EXERCISE DETAILS:
Please retype all the records below exactly as they read.

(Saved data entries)
--

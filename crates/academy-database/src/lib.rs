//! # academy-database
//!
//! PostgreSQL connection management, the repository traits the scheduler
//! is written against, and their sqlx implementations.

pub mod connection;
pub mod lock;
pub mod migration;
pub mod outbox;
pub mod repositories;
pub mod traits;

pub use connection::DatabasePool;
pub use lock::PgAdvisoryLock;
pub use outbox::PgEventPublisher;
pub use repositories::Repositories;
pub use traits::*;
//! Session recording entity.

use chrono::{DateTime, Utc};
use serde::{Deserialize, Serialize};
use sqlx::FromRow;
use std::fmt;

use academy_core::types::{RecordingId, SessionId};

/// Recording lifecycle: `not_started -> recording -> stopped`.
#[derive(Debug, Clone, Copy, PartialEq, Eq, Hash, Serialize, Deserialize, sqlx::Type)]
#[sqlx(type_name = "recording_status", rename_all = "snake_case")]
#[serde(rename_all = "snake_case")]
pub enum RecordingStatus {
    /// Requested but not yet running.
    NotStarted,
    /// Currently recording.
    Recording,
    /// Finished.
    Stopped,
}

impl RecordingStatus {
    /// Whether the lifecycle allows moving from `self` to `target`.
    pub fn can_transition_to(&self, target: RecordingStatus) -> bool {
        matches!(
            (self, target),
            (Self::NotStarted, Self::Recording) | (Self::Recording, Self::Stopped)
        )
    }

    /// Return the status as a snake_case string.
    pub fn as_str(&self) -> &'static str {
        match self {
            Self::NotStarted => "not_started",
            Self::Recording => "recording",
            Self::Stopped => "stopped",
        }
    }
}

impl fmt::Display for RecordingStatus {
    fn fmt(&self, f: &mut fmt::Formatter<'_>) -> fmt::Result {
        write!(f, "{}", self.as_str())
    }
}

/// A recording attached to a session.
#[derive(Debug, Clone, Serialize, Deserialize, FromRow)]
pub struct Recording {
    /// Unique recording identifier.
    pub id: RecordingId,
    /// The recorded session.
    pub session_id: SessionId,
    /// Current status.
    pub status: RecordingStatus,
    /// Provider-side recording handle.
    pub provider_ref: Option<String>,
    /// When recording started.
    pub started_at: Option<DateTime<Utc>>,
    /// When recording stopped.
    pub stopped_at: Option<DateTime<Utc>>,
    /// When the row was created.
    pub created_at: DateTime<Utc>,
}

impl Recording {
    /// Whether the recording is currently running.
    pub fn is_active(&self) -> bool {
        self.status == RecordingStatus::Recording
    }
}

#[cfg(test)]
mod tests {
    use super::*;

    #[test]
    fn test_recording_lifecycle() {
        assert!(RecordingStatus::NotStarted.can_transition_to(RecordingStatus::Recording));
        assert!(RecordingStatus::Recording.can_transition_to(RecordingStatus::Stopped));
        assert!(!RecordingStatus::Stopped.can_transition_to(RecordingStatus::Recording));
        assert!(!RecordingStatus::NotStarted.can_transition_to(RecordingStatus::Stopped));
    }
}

--

EXERCISE RESULT:
filename crates/academy-database/src/lib.rs
//! # academy-database
//!
//! PostgreSQL connection management, the repository traits the scheduler
//! is written against, and their sqlx implementations.

pub mod connection;
pub mod lock;
pub mod migration;
pub mod outbox;
pub mod repositories;
pub mod traits;

pub use connection::DatabasePool;
pub use lock::PgAdvisoryLock;
pub use outbox::PgEventPublisher;
pub use repositories::Repositories;
pub use traits::*;
//! Session recording entity.

use chrono::{DateTime, Utc};
use serde::{Deserialize, Serialize};
use sqlx::FromRow;
use std::fmt;

use academy_core::types::{RecordingId, SessionId};

/// Recording lifecycle: `not_started -> recording -> stopped`.
#[derive(Debug, Clone, Copy, PartialEq, Eq, Hash, Serialize, Deserialize, sqlx::Type)]
#[sqlx(type_name = "recording_status", rename_all = "snake_case")]
#[serde(rename_all = "snake_case")]
pub enum RecordingStatus {
    /// Requested but not yet running.
    NotStarted,
    /// Currently recording.
    Recording,
    /// Finished.
    Stopped,
}

impl RecordingStatus {
    /// Whether the lifecycle allows moving from `self` to `target`.
    pub fn can_transition_to(&self, target: RecordingStatus) -> bool {
        matches!(
            (self, target),
            (Self::NotStarted, Self::Recording) | (Self::Recording, Self::Stopped)
        )
    }

    /// Return the status as a snake_case string.
    pub fn as_str(&self) -> &'static str {
        match self {
            Self::NotStarted => "not_started",
            Self::Recording => "recording",
            Self::Stopped => "stopped",
        }
    }
}

impl fmt::Display for RecordingStatus {
    fn fmt(&self, f: &mut fmt::Formatter<'_>) -> fmt::Result {
        write!(f, "{}", self.as_str())
    }
}

/// A recording attached to a session.
#[derive(Debug, Clone, Serialize, Deserialize, FromRow)]
pub struct Recording {
    /// Unique recording identifier.
    pub id: RecordingId,
    /// The recorded session.
    pub session_id: SessionId,
    /// Current status.
    pub status: RecordingStatus,
    /// Provider-side recording handle.
    pub provider_ref: Option<String>,
    /// When recording started.
    pub started_at: Option<DateTime<Utc>>,
    /// When recording stopped.
    pub stopped_at: Option<DateTime<Utc>>,
    /// When the row was created.
    pub created_at: DateTime<Utc>,
}

impl Recording {
    /// Whether the recording is currently running.
    pub fn is_active(&self) -> bool {
        self.status == RecordingStatus::Recording
    }
}

#[cfg(test)]
mod tests {
    use super::*;

    #[test]
    fn test_recording_lifecycle() {
        assert!(RecordingStatus::NotStarted.can_transition_to(RecordingStatus::Recording));
        assert!(RecordingStatus::Recording.can_transition_to(RecordingStatus::Stopped));
        assert!(!RecordingStatus::Stopped.can_transition_to(RecordingStatus::Recording));
        assert!(!RecordingStatus::NotStarted.can_transition_to(RecordingStatus::Stopped));
    }
}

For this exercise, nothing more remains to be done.